Anyway, I think running the XSLT script in Notepad++ could be a good idea to spread its use across non-developer users.

Happy to get your feedback.

All the best,

Jordi

andrea-perego commented 3 years ago

Thanks for reporting this issue, @jescriu .

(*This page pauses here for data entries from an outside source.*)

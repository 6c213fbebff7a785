//! # ubj
//!
//! A codec for a compact, UBJSON-style binary format. Values are written as a one-byte
//! tag followed by a fixed or length-prefixed payload, and structures are delimited by
//! open and close tags rather than prefixed with a count.
//!
//! # Usage
//!
//! The trait [`UbjRep`] is used to specify how data is converted into [`Ubj`].
//!
//! ```
//! use ubj::prelude::*;
//!
//! let numbers = vec![1u8, 2, 3];
//!
//! // encode
//! let encoded = encode_full(&numbers.to_ubj()).unwrap();
//! assert_eq!(encoded, b"[U\x01U\x02U\x03]");
//!
//! // and then immediately decode
//! let decoded: Vec<u8> = decode_as(&encoded, Shape::Array).unwrap();
//!
//! assert_eq!(numbers, decoded);
//! ```
//!
//! Objects can be decoded either into a [`VecMap`] or into an array of their values,
//! depending on the [`Shape`](config::Shape) requested.
//!
//! ```
//! use ubj::prelude::*;
//!
//! let mut fields = VecMap::new();
//! fields.insert(Bytes::from("a"), Ubj::from(1));
//!
//! let enc = encode_full(&Ubj::Map(fields.clone())).unwrap();
//! assert_eq!(enc, b"{CaU\x01}");
//!
//! assert_eq!(decode(&enc, Shape::Object).unwrap(), Ubj::Map(fields));
//! assert_eq!(decode(&enc, Shape::Array).unwrap(), Ubj::from(vec![1]));
//! ```
//!
//! # An overview of `Ubj` types
//!
//! ## Integers
//!
//! Integers are held in the variant matching their source type, but are always written
//! with the smallest tag that fits, so the variant does not survive a round trip.
//! Integers compare by value, so this is rarely visible.
//!
//! ```
//! use ubj::prelude::*;
//!
//! let small = Ubj::from(23i32);
//! assert_eq!(encode_full(&small).unwrap(), b"U\x17");
//!
//! // wider values need `TryFrom`
//! let wide = Ubj::try_from(-70_000i64).unwrap();
//! assert!(Ubj::try_from(1i64 << 40).is_err());
//! ```
//!
//! ## Strings
//!
//! Strings are byte sequences with no encoding attached. A one-byte string is written
//! with the `C` tag, and a string that looks like a decimal number with the `H` tag.
//!
//! ```
//! use ubj::prelude::*;
//!
//! assert_eq!(encode_full(&Ubj::from("x")).unwrap(), b"Cx");
//! assert_eq!(encode_full(&Ubj::from("42")).unwrap(), b"HU\x0242");
//! assert_eq!(encode_full(&Ubj::from("hi")).unwrap(), b"SU\x02hi");
//! ```
//!
//! # Format
//!
//! | Tag | Payload                              | Value            |
//! | --- | ---                                  | ---              |
//! | `Z` | none                                 | `null`           |
//! | `T` | none                                 | `true`           |
//! | `F` | none                                 | `false`          |
//! | `i` | 1 byte, signed                       | integer          |
//! | `U` | 1 byte, unsigned                     | integer          |
//! | `I` | 2 bytes, signed, little endian       | integer          |
//! | `l` | 4 bytes, signed, little endian       | integer          |
//! | `d` | 4 bytes, IEEE 754, little endian     | float            |
//! | `C` | 1 byte                               | one-byte string  |
//! | `S` | integer length, then that many bytes | string           |
//! | `H` | integer length, then that many bytes | numeric string   |
//! | `[` | values until `]`                     | array            |
//! | `{` | key, value pairs until `}`           | object           |
//!
//! The length of `S` and `H` strings is itself a tagged integer (`i`, `U`, `I` or `l`).
//! Object keys are written as strings. The tags `L`, `D` and `N` are reserved; the
//! encoder never writes them and the decoder rejects them.

#![warn(
    deprecated_in_future,
    unsafe_code,
    unused_labels,
    keyword_idents,
    missing_copy_implementations,
    missing_debug_implementations,
    macro_use_extern_crate,
    trivial_casts,
    unused_extern_crates,
    unused_import_braces
)]
#![allow(clippy::cast_lossless)]

pub mod config;
pub mod encoding;
pub mod errors;
#[cfg(feature = "json")] pub mod json;
pub mod prelude;
pub mod rep;
pub mod util;
pub mod vecmap;

pub use errors::Error;

use bytes::Bytes;
use rep::UbjRep;
use std::convert::TryFrom;
use vecmap::*;

#[derive(Clone, Debug)]
/// [`Ubj`] and its variants.
///
/// # Example
///
/// ```
/// use ubj::prelude::*;
///
/// let b = Ubj::Bool(true);
///
/// let val = match b {
///     Ubj::Bool(b) => b,
///     _ => panic!(),
/// };
///
/// assert!(val);
/// ```
pub enum Ubj {
    /// Null. Corresponds to [`None`] and `()`.
    Null,
    /// Boolean.
    Bool(bool),
    /// Signed byte.
    Int8(i8),
    /// Unsigned byte.
    UInt8(u8),
    /// 16-bit signed integer.
    Int16(i16),
    /// 32-bit signed integer.
    Int32(i32),
    /// Single-precision float.
    Float32(f32),
    /// A one-byte string.
    Char(u8),
    /// Byte string.
    ///
    /// # Example
    ///
    /// ```
    /// use ubj::prelude::{Ubj::Str, *};
    ///
    /// let s = Str(Bytes::from_static(b"hello world"));
    /// ```
    Str(Bytes),
    /// Array.
    ///
    /// # Example
    ///
    /// ```
    /// use ubj::prelude::{Ubj::Array, *};
    ///
    /// let arr = Array(vec![1, 2, 3, 4].into_iter().map(Ubj::from).collect());
    /// ```
    Array(Vec<Ubj>),
    /// Map, in insertion order.
    ///
    /// # Example
    ///
    /// ```
    /// use ubj::prelude::{Ubj::Map, *};
    ///
    /// let vmap = VecMap::from(vec![(Bytes::from_static(b"hello world"), Ubj::from(1))]);
    ///
    /// let map = Map(vmap);
    /// ```
    Map(VecMap<Bytes, Ubj>),
}

use Ubj::*;

impl Ubj {
    /// Converts a byte string literal to [`Ubj`].
    ///
    /// # Example
    ///
    /// ```
    /// use ubj::Ubj;
    ///
    /// let s = Ubj::from_static(b"this is an example");
    /// ```
    pub fn from_static(bytes: &'static [u8]) -> Ubj { Str(Bytes::from_static(bytes)) }

    /// Indicates whether a value is `null`.
    ///
    /// # Example
    ///
    /// ```
    /// use ubj::Ubj::Null;
    ///
    /// assert!(Null.is_null());
    /// ```
    pub fn is_null(&self) -> bool {
        match self {
            Null => true,
            _ => false,
        }
    }

    /// Returns the value of an integer variant, whatever its width.
    ///
    /// # Example
    ///
    /// ```
    /// use ubj::Ubj;
    ///
    /// assert_eq!(Ubj::Int16(-3).as_i64(), Some(-3));
    /// assert_eq!(Ubj::Float32(1.0).as_i64(), None);
    /// ```
    pub fn as_i64(&self) -> Option<i64> {
        match self {
            Int8(i) => Some(*i as i64),
            UInt8(i) => Some(*i as i64),
            Int16(i) => Some(*i as i64),
            Int32(i) => Some(*i as i64),
            _ => None,
        }
    }

    /// Returns a float value.
    pub fn as_f32(&self) -> Option<f32> {
        match self {
            Float32(f) => Some(*f),
            _ => None,
        }
    }

    /// Returns the bytes of a string value. A [`Ubj::Char`] is one byte long.
    ///
    /// # Example
    ///
    /// ```
    /// use ubj::Ubj;
    ///
    /// assert_eq!(Ubj::Char(b'x').to_bytes().unwrap(), &b"x"[..]);
    /// assert_eq!(Ubj::from("xyz").to_bytes().unwrap(), &b"xyz"[..]);
    /// assert!(Ubj::Null.to_bytes().is_none());
    /// ```
    pub fn to_bytes(&self) -> Option<Bytes> {
        match self {
            Str(s) => Some(s.clone()),
            Char(c) => Some(Bytes::copy_from_slice(&[*c])),
            _ => None,
        }
    }

    /// Returns a [`bool`] value.
    pub fn to_bool(&self) -> Option<bool> {
        match self {
            Bool(b) => Some(*b),
            _ => None,
        }
    }

    /// Borrows the elements of an array.
    ///
    /// # Example
    ///
    /// ```
    /// use ubj::prelude::*;
    ///
    /// let ks = vec![1, 2, 3].into_ubj();
    ///
    /// assert_eq!(ks.to_vec().unwrap().len(), 3);
    /// ```
    pub fn to_vec(&self) -> Option<&Vec<Ubj>> {
        match self {
            Array(a) => Some(a),
            _ => None,
        }
    }

    /// Consumes an array, returning its elements.
    pub fn into_vec(self) -> Option<Vec<Ubj>> {
        match self {
            Array(a) => Some(a),
            _ => None,
        }
    }

    /// Borrows the entries of a map.
    pub fn to_map(&self) -> Option<&VecMap<Bytes, Ubj>> {
        match self {
            Map(m) => Some(m),
            _ => None,
        }
    }

    /// Consumes a map, returning its entries.
    pub fn into_map(self) -> Option<VecMap<Bytes, Ubj>> {
        match self {
            Map(m) => Some(m),
            _ => None,
        }
    }

    /// Consumes the value, converting it to a value of type `T`.
    ///
    /// # Example
    ///
    /// ```
    /// use ubj::prelude::*;
    ///
    /// let num: u8 = Ubj::from(1).into_rep().unwrap();
    ///
    /// assert_eq!(num, 1);
    /// ```
    pub fn into_rep<T: UbjRep>(self) -> Option<T> { T::from_ubj(self) }

    /// Converts a scalar to the string it stands for as an object key.
    ///
    /// Strings are kept as they are, numbers are written in decimal, `true` becomes
    /// `"1"`, and `false` and `null` become the empty string. Containers cannot be keys
    /// and also map to the empty string.
    ///
    /// # Example
    ///
    /// ```
    /// use ubj::Ubj;
    ///
    /// assert_eq!(Ubj::Int16(-12).into_key(), "-12");
    /// assert_eq!(Ubj::Bool(true).into_key(), "1");
    /// assert_eq!(Ubj::Null.into_key(), "");
    /// ```
    pub fn into_key(self) -> Bytes {
        match self {
            Str(s) => s,
            Char(c) => Bytes::copy_from_slice(&[c]),
            Bool(true) => Bytes::from_static(b"1"),
            Float32(f) => Bytes::from(f.to_string()),
            Null | Bool(false) | Array(_) | Map(_) => Bytes::new(),
            num => match num.as_i64() {
                Some(i) => Bytes::from(i.to_string()),
                None => Bytes::new(),
            },
        }
    }

    fn as_str_bytes(&self) -> Option<&[u8]> {
        match self {
            Str(s) => Some(s),
            Char(c) => Some(std::slice::from_ref(c)),
            _ => None,
        }
    }
}

impl PartialEq for Ubj {
    fn eq(&self, other: &Ubj) -> bool {
        match (self, other) {
            (Null, Null) => true,
            (Bool(a), Bool(b)) => a == b,
            (Float32(a), Float32(b)) => a == b,
            (Array(a), Array(b)) => a == b,
            (Map(a), Map(b)) => {
                a.len() == b.len() && a.iter().all(|(k, v)| b.get(k) == Some(v))
            }
            _ => match (self.as_i64(), other.as_i64()) {
                (Some(a), Some(b)) => a == b,
                (None, None) => match (self.as_str_bytes(), other.as_str_bytes()) {
                    (Some(a), Some(b)) => a == b,
                    _ => false,
                },
                _ => false,
            },
        }
    }
}

impl std::fmt::Display for Ubj {
    fn fmt(&self, f: &mut std::fmt::Formatter) -> std::fmt::Result {
        fn fmt_map(m: &VecMap<Bytes, Ubj>, indent: usize) -> String {
            let mut map_string: String = "{".to_owned();
            for (i, (k, v)) in m.iter().enumerate() {
                if i == 0 {
                    map_string.push_str(&format!("\n{:indent$}", "", indent = indent + 2));
                } else {
                    map_string.push_str(&format!(",\n{:indent$}", "", indent = indent + 2));
                }

                map_string.push_str(&format!(
                    "{key}: {value}",
                    key = util::fmt_bytes(k),
                    value = fmt_helper(v, indent + 2),
                ));

                // last entry
                if i == m.len() - 1 {
                    map_string.push_str(&format!("\n{:indent$}", "", indent = indent));
                }
            }
            map_string.push('}');

            map_string
        }

        fn fmt_helper(ks: &Ubj, indent: usize) -> String {
            match ks {
                Null => "null".to_owned(),
                Bool(b) => b.to_string(),
                Float32(float) => float.to_string(),
                Char(c) => util::fmt_bytes(std::slice::from_ref(c)),
                Str(bytes) => util::fmt_bytes(bytes),
                Array(a) => {
                    let items: Vec<String> = a.iter().map(|ks| fmt_helper(ks, indent)).collect();
                    format!("[{}]", items.join(", "))
                }
                Map(m) => fmt_map(m, indent),
                num => num.as_i64().map(|i| i.to_string()).unwrap_or_default(),
            }
        }

        write!(f, "{}", fmt_helper(self, 0))
    }
}

impl From<&str> for Ubj {
    fn from(s: &str) -> Ubj { Str(Bytes::copy_from_slice(s.as_bytes())) }
}

impl From<u16> for Ubj {
    fn from(u: u16) -> Ubj {
        match i16::try_from(u) {
            Ok(i) => Int16(i),
            Err(_) => Int32(u as i32),
        }
    }
}

impl<T: Into<Ubj>> From<Vec<T>> for Ubj {
    fn from(v: Vec<T>) -> Ubj { Array(v.into_iter().map(T::into).collect()) }
}

impl<T: Into<Ubj>> From<VecMap<Bytes, T>> for Ubj {
    fn from(v: VecMap<Bytes, T>) -> Ubj { Map(v.into_iter().map(|(k, v)| (k, v.into())).collect()) }
}

from_fn!(Ubj, bool, Bool);
from_fn!(Ubj, i8, Int8);
from_fn!(Ubj, u8, UInt8);
from_fn!(Ubj, i16, Int16);
from_fn!(Ubj, i32, Int32);
from_fn!(Ubj, f32, Float32);
from_fn!(Ubj, Bytes, Str);
from_fn!(Ubj, String, |s: String| Str(Bytes::from(s)));

/// Picks the narrowest variant holding `i`.
fn narrowest(i: i64) -> Result<Ubj, Error> {
    if let Ok(u) = u8::try_from(i) {
        Ok(UInt8(u))
    } else if let Ok(n) = i8::try_from(i) {
        Ok(Int8(n))
    } else if let Ok(n) = i16::try_from(i) {
        Ok(Int16(n))
    } else if let Ok(n) = i32::try_from(i) {
        Ok(Int32(n))
    } else {
        Err(Error::unrepresentable(i))
    }
}

try_from_fn!(Ubj, i64, narrowest);
try_from_fn!(Ubj, u32, |u: u32| narrowest(u as i64));
try_from_fn!(Ubj, u64, |u: u64| match i64::try_from(u) {
    Ok(i) => narrowest(i),
    Err(_) => Err(Error::unrepresentable(u)),
});
try_from_fn!(Ubj, usize, |u: usize| Ubj::try_from(u as u64));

I've tried to run the transformation via the GeoDCAT-AP API demo, which uses the PHP implementation, and it works:

http://geodcat-ap.semic.eu/api/?outputSchema=extended&src=https%3A%2F%2Fwww.ide.cat%2Fservei%2Fcatalunya%2Fcataleg-idec%2Fcsw%3Frequest%3DGetRecordById%26service%3DCSW%26version%3D2.0.2%26outputSchema%3Dhttp%3A%2F%2Fwww.isotc211.org%2F2005%2Fgmd%26ElementSetName%3Dfull%26ID%3Dinspire-adreces&outputFormat=text%2Fhtml

It seems that the problem with the proposed Python script is that the etree.parse function does not support HTTPS.

A possible fix:

import lxml.etree as ET
from urllib2 import urlopen

# The URL of the XML document to be transformed. Here it corresponds to a "GetRecords" output of a fictitious CSW, with the "maxRecords" parameter set to 10.
xmlURL = "http://some.site/csw?request=GetRecords&service=CSW&version=2.0.2&namespace=xmlns%28csw=http://www.opengis.net/cat/csw%29&resultType=results&outputSchema=http://www.isotc211.org/2005/gmd&outputFormat=application/xml&typeNames=csw:Record&elementSetName=full&constraintLanguage=CQL_TEXT&constraint_language_version=1.1.0&maxRecords=10"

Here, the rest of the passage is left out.